Europa League: Manfred Schmid sieht Fenerbahce als Favoriten – Fußball

Die Wiener Austria hatte bei der Auslosung der Europa-League-Qualifikation in Nyon nicht unbedingt ein Team Lusvi.

Im entscheidenden Spiel um die Teilnahme an der Gruppenphase der Europa League trifft „Violet“ entweder auf den 19-fachen türkischen Meister Fenerbahce aus Istanbul oder den 1. FC Slovako aus Tschechien.

Am 18. August wird das Hinspiel in Wien-Favoriten ausgetragen, eine Woche später, am 25. August, muss der Saisondritte des ehemaligen Bundesliga-Admirals ins Ausland reisen.

Schmid: „Es wäre sicher einfacher gewesen“

„Die Slowakei ist in diesem Duell definitiv der Außenseiter“, schätzte Austria-Coach Manfred Schmid die Proportionen vor dem tschechisch-türkischen Duell ein.

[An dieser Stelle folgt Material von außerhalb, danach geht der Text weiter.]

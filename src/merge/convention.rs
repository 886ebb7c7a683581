use super::policy::{merge_block, prefer_list, prefer_non_null, prefer_number, prefer_text};
use super::Merge;
use crate::models::{AssemblyRules, ConventionData, FinancialRules, Identification, Structure};

/// Every leaf resolves independently to "incoming if present, else existing".
/// The common-areas list is replaced wholesale when the incoming one is non-empty.
impl Merge for ConventionData {
    fn merge(self, incoming: Self) -> Self {
        ConventionData {
            identification: merge_block(self.identification, incoming.identification, merge_identification),
            structure: merge_block(self.structure, incoming.structure, merge_structure),
            assembly_rules: merge_block(self.assembly_rules, incoming.assembly_rules, merge_assembly_rules),
            financial_rules: merge_block(
                self.financial_rules,
                incoming.financial_rules,
                merge_financial_rules,
            ),
        }
    }
}

fn merge_identification(e: Identification, i: Identification) -> Identification {
    Identification {
        name: prefer_text(i.name, e.name),
        address: prefer_text(i.address, e.address),
        cnpj: prefer_text(i.cnpj, e.cnpj),
        unit_count: prefer_number(i.unit_count, e.unit_count),
        block_count: prefer_number(i.block_count, e.block_count),
        // An empty kind never parses, so any parsed kind is present.
        kind: prefer_non_null(i.kind, e.kind),
        site_area: prefer_text(i.site_area, e.site_area),
    }
}

fn merge_structure(e: Structure, i: Structure) -> Structure {
    Structure {
        block_count: prefer_number(i.block_count, e.block_count),
        unit_count: prefer_number(i.unit_count, e.unit_count),
        common_area_count: prefer_number(i.common_area_count, e.common_area_count),
        common_areas: prefer_list(i.common_areas, e.common_areas),
        physical_description: prefer_text(i.physical_description, e.physical_description),
    }
}

fn merge_assembly_rules(e: AssemblyRules, i: AssemblyRules) -> AssemblyRules {
    AssemblyRules {
        ordinary_frequency: prefer_text(i.ordinary_frequency, e.ordinary_frequency),
        minimum_notice: prefer_text(i.minimum_notice, e.minimum_notice),
        call_interval: prefer_text(i.call_interval, e.call_interval),
        first_call_quorum: prefer_text(i.first_call_quorum, e.first_call_quorum),
        second_call_quorum: prefer_text(i.second_call_quorum, e.second_call_quorum),
        necessary_works_quorum: prefer_text(i.necessary_works_quorum, e.necessary_works_quorum),
        amendment_quorum: prefer_text(i.amendment_quorum, e.amendment_quorum),
    }
}

fn merge_financial_rules(e: FinancialRules, i: FinancialRules) -> FinancialRules {
    FinancialRules {
        fee_due_date: prefer_text(i.fee_due_date, e.fee_due_date),
        late_fee_rate: prefer_text(i.late_fee_rate, e.late_fee_rate),
        reserve_fund_rate: prefer_text(i.reserve_fund_rate, e.reserve_fund_rate),
    }
}

#[cfg(test)]
mod tests {
    use super::*;
    use crate::models::CondominiumKind;
    use serde_json::json;

    fn convention(value: serde_json::Value) -> ConventionData {
        serde_json::from_value(value).unwrap()
    }

    #[test]
    fn leaves_resolve_independently() {
        let existing = convention(json!({
            "identificacao": {"nomeCondominio": "Edifício Aurora", "cnpj": "12.345.678/0001-90",
                              "tipoCondominio": "residencial"},
            "regrasFinanceiras": {"dataVencimentoCota": "dia 10"}
        }));
        let incoming = convention(json!({
            "identificacao": {"nomeCondominio": "", "endereco": "Rua das Flores, 100"},
            "regrasFinanceiras": {"percentualMultaAtraso": "2%"}
        }));

        let merged = existing.merge(incoming);
        let id = merged.identification.unwrap();
        assert_eq!(id.name.as_deref(), Some("Edifício Aurora"));
        assert_eq!(id.address.as_deref(), Some("Rua das Flores, 100"));
        assert_eq!(id.cnpj.as_deref(), Some("12.345.678/0001-90"));
        assert_eq!(id.kind, Some(CondominiumKind::Residential));

        let rules = merged.financial_rules.unwrap();
        assert_eq!(rules.fee_due_date.as_deref(), Some("dia 10"));
        assert_eq!(rules.late_fee_rate.as_deref(), Some("2%"));
    }

    #[test]
    fn zero_counts_do_not_override() {
        let existing = convention(json!({"identificacao": {"quantidadeUnidades": 48}}));
        let incoming = convention(json!({"identificacao": {"quantidadeUnidades": 0}}));
        let merged = existing.merge(incoming);
        assert_eq!(merged.identification.unwrap().unit_count, Some(48.0));
    }

    #[test]
    fn common_areas_replaced_only_when_incoming_non_empty() {
        let existing = convention(json!({"estrutural": {"areasComuns": ["Piscina", "Salão de festas"]}}));

        let kept = existing
            .clone()
            .merge(convention(json!({"estrutural": {"areasComuns": []}})));
        assert_eq!(kept.structure.unwrap().common_areas.unwrap().len(), 2);

        let replaced = existing.merge(convention(json!({"estrutural": {"areasComuns": ["Academia"]}})));
        assert_eq!(
            replaced.structure.unwrap().common_areas.unwrap(),
            vec!["Academia".to_string()]
        );
    }

    #[test]
    fn missing_block_on_one_side_keeps_the_other() {
        let existing = convention(json!({"regrasAssembleia": {"quorumPrimeiraChamada": "metade + 1"}}));
        let merged = existing.merge(convention(json!({})));
        assert_eq!(
            merged.assembly_rules.unwrap().first_call_quorum.as_deref(),
            Some("metade + 1")
        );
        // Absent on both sides still yields an (empty) block.
        assert_eq!(merged.identification, Some(Identification::default()));
    }
}
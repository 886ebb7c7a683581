//! pt-BR text formatting shared by every renderer.

use chrono::{DateTime, Datelike, Utc};

const MONTHS: [&str; 12] = [
    "janeiro", "fevereiro", "março", "abril", "maio", "junho", "julho", "agosto", "setembro",
    "outubro", "novembro", "dezembro",
];

const FILE_STEM_MAX_CHARS: usize = 50;

/// `R$ 1.234,56`, or `N/A` for a missing amount.
pub fn format_currency(value: Option<f64>) -> String {
    match value {
        Some(v) if v.is_finite() => {
            let cents = (v.abs() * 100.0).round() as u64;
            let sign = if v < 0.0 && cents > 0 { "-" } else { "" };
            format!("{sign}R$ {},{:02}", group_thousands(cents / 100), cents % 100)
        }
        _ => "N/A".to_string(),
    }
}

/// Counts and plain quantities: `48`, `1.250`, `12,5`.
pub fn format_number(value: f64) -> String {
    if value.fract() == 0.0 && value.abs() < 1e15 {
        let sign = if value < 0.0 { "-" } else { "" };
        return format!("{sign}{}", group_thousands(value.abs() as u64));
    }
    format!("{value:.2}")
        .trim_end_matches('0')
        .trim_end_matches('.')
        .replace('.', ",")
}

fn group_thousands(n: u64) -> String {
    let digits = n.to_string();
    let mut out = String::with_capacity(digits.len() + digits.len() / 3);
    for (i, ch) in digits.chars().enumerate() {
        if i > 0 && (digits.len() - i) % 3 == 0 {
            out.push('.');
        }
        out.push(ch);
    }
    out
}

/// `19 de outubro de 2026`.
pub fn format_long_date(date: &DateTime<Utc>) -> String {
    let month = MONTHS[date.month0() as usize];
    format!("{:02} de {} de {}", date.day(), month, date.year())
}

pub fn escape_html(text: &str) -> String {
    let mut out = String::with_capacity(text.len());
    for ch in text.chars() {
        match ch {
            '&' => out.push_str("&amp;"),
            '<' => out.push_str("&lt;"),
            '>' => out.push_str("&gt;"),
            '"' => out.push_str("&quot;"),
            '\'' => out.push_str("&#039;"),
            _ => out.push(ch),
        }
    }
    out
}

/// Escape for XML text and attribute content.
pub fn escape_xml(text: &str) -> String {
    escape_html(text).replace("&#039;", "&apos;")
}

/// `<Condominium_Name>_<YYYY-MM-DD>`: accents folded, other punctuation
/// dropped, whitespace runs turned into `_`, name capped at 50 characters.
pub fn report_file_stem(condominium_name: &str, date: &DateTime<Utc>) -> String {
    let name = if condominium_name.trim().is_empty() {
        "Condomínio"
    } else {
        condominium_name
    };

    let mut cleaned = String::new();
    let mut pending_space = false;
    for ch in name.chars().map(fold_accent) {
        if ch.is_ascii_alphanumeric() {
            if pending_space && !cleaned.is_empty() {
                cleaned.push('_');
            }
            pending_space = false;
            cleaned.push(ch);
        } else if ch.is_whitespace() {
            pending_space = true;
        }
    }
    if pending_space {
        cleaned.push('_');
    }

    let stem: String = cleaned.chars().take(FILE_STEM_MAX_CHARS).collect();
    format!("{stem}_{}", date.format("%Y-%m-%d"))
}

fn fold_accent(ch: char) -> char {
    match ch {
        'á' | 'à' | 'â' | 'ã' | 'ä' => 'a',
        'Á' | 'À' | 'Â' | 'Ã' | 'Ä' => 'A',
        'é' | 'è' | 'ê' | 'ë' => 'e',
        'É' | 'È' | 'Ê' | 'Ë' => 'E',
        'í' | 'ì' | 'î' | 'ï' => 'i',
        'Í' | 'Ì' | 'Î' | 'Ï' => 'I',
        'ó' | 'ò' | 'ô' | 'õ' | 'ö' => 'o',
        'Ó' | 'Ò' | 'Ô' | 'Õ' | 'Ö' => 'O',
        'ú' | 'ù' | 'û' | 'ü' => 'u',
        'Ú' | 'Ù' | 'Û' | 'Ü' => 'U',
        'ç' => 'c',
        'Ç' => 'C',
        'ñ' => 'n',
        'Ñ' => 'N',
        other => other,
    }
}

/// First letter upper-cased: `negativa` → `Negativa`.
pub fn capitalize(text: &str) -> String {
    let mut chars = text.chars();
    match chars.next() {
        Some(first) => first.to_uppercase().chain(chars).collect(),
        None => String::new(),
    }
}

Gemessen an der Marktkapitalisierung trennen die beiden potenziellen Konkurrenten Österreichs gerade einmal 175 Millionen Euro. Fenerbahce verpasste die Champions-League-Qualifikation bei Dynamo Kiew, das dort nun in der dritten Qualifikationsrunde (Mittwoch, 20.00 Uhr) auf Sturm Graz trifft. Live-Picker).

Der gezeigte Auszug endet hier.